▶ **WORKING DATA**
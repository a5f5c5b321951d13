//! Text presentation: topology changes become log lines.

use ofg_topology::{Drawable, LinkId, Presentation};
use ofg_wire::{Message, Payload};

use crate::{component_debug, component_info, component_warn};

/// Reports every topology change through the log
#[derive(Debug, Default)]
pub struct LogPresentation;

impl Presentation for LogPresentation {
    fn add_drawable(&self, drawable: &Drawable) {
        match drawable {
            Drawable::Node(node) => component_info!("topology", "Node added: {}", node),
            Drawable::Link(link) => component_info!("topology", "Link added: {}", link),
            Drawable::Flow(flow) => component_debug!(
                "topology",
                "Flow {} added: {:#x}:{} -> {:#x}:{} via {} hops",
                flow.flow_id,
                flow.src.id,
                flow.src_port,
                flow.dst.id,
                flow.dst_port,
                flow.path.len()
            ),
        }
    }

    fn remove_drawable(&self, drawable: &Drawable) {
        match drawable {
            Drawable::Node(node) => component_info!("topology", "Node removed: {}", node),
            Drawable::Link(link) => component_info!("topology", "Link removed: {}", link),
            Drawable::Flow(flow) => component_debug!("topology", "Flow {} removed", flow.flow_id),
        }
    }

    fn link_utilization_changed(&self, link: LinkId, utilization: f64) {
        if utilization < 0.0 {
            component_debug!("stats", "{} utilization unknown", link);
        } else {
            component_debug!("stats", "{} at {:.1}% utilization", link, utilization * 100.0);
        }
    }

    fn extension_received(&self, msg: &Message) {
        match &msg.payload {
            Payload::ExPowerUsage(p) => component_info!("ext", "Network draws {} W", p.watts_current),
            Payload::EtPowerUsage(p) => component_info!(
                "ext",
                "Power: {} W now, {} W always-on, {} W max",
                p.watts_current,
                p.watts_traditional,
                p.watts_max
            ),
            Payload::EtBandwidth(mbps) => component_info!("ext", "Achieved bandwidth: {} Mbps", mbps),
            Payload::EtLatency(ms) => component_info!("ext", "Latency: {} ms", ms),
            Payload::EtComputationDone(unplaced) => {
                if *unplaced > 0 {
                    component_warn!("ext", "Flow placement done, {} flows unplaced", unplaced);
                } else {
                    component_info!("ext", "Flow placement done");
                }
            }
            other => component_debug!("ext", "Extension message {:?}", other.message_type()),
        }
    }
}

▶ **PROBLEM REQUIREMENTS**
Would you write down every record again, exactly?

▶ **ANSWER SPACE**
repository a5f5c5b321951d13
//! Text presentation: topology changes become log lines.

use ofg_topology::{Drawable, LinkId, Presentation};
use ofg_wire::{Message, Payload};

use crate::{component_debug, component_info, component_warn};

/// Reports every topology change through the log
#[derive(Debug, Default)]
pub struct LogPresentation;

impl Presentation for LogPresentation {
    fn add_drawable(&self, drawable: &Drawable) {
        match drawable {
            Drawable::Node(node) => component_info!("topology", "Node added: {}", node),
            Drawable::Link(link) => component_info!("topology", "Link added: {}", link),
            Drawable::Flow(flow) => component_debug!(
                "topology",
                "Flow {} added: {:#x}:{} -> {:#x}:{} via {} hops",
                flow.flow_id,
                flow.src.id,
                flow.src_port,
                flow.dst.id,
                flow.dst_port,
                flow.path.len()
            ),
        }
    }

    fn remove_drawable(&self, drawable: &Drawable) {
        match drawable {
            Drawable::Node(node) => component_info!("topology", "Node removed: {}", node),
            Drawable::Link(link) => component_info!("topology", "Link removed: {}", link),
            Drawable::Flow(flow) => component_debug!("topology", "Flow {} removed", flow.flow_id),
        }
    }

    fn link_utilization_changed(&self, link: LinkId, utilization: f64) {
        if utilization < 0.0 {
            component_debug!("stats", "{} utilization unknown", link);
        } else {
            component_debug!("stats", "{} at {:.1}% utilization", link, utilization * 100.0);
        }
    }

    fn extension_received(&self, msg: &Message) {
        match &msg.payload {
            Payload::ExPowerUsage(p) => component_info!("ext", "Network draws {} W", p.watts_current),
            Payload::EtPowerUsage(p) => component_info!(
                "ext",
                "Power: {} W now, {} W always-on, {} W max",
                p.watts_current,
                p.watts_traditional,
                p.watts_max
            ),
            Payload::EtBandwidth(mbps) => component_info!("ext", "Achieved bandwidth: {} Mbps", mbps),
            Payload::EtLatency(ms) => component_info!("ext", "Latency: {} ms", ms),
            Payload::EtComputationDone(unplaced) => {
                if *unplaced > 0 {
                    component_warn!("ext", "Flow placement done, {} flows unplaced", unplaced);
                } else {
                    component_info!("ext", "Flow placement done");
                }
            }
            other => component_debug!("ext", "Extension message {:?}", other.message_type()),
        }
    }
}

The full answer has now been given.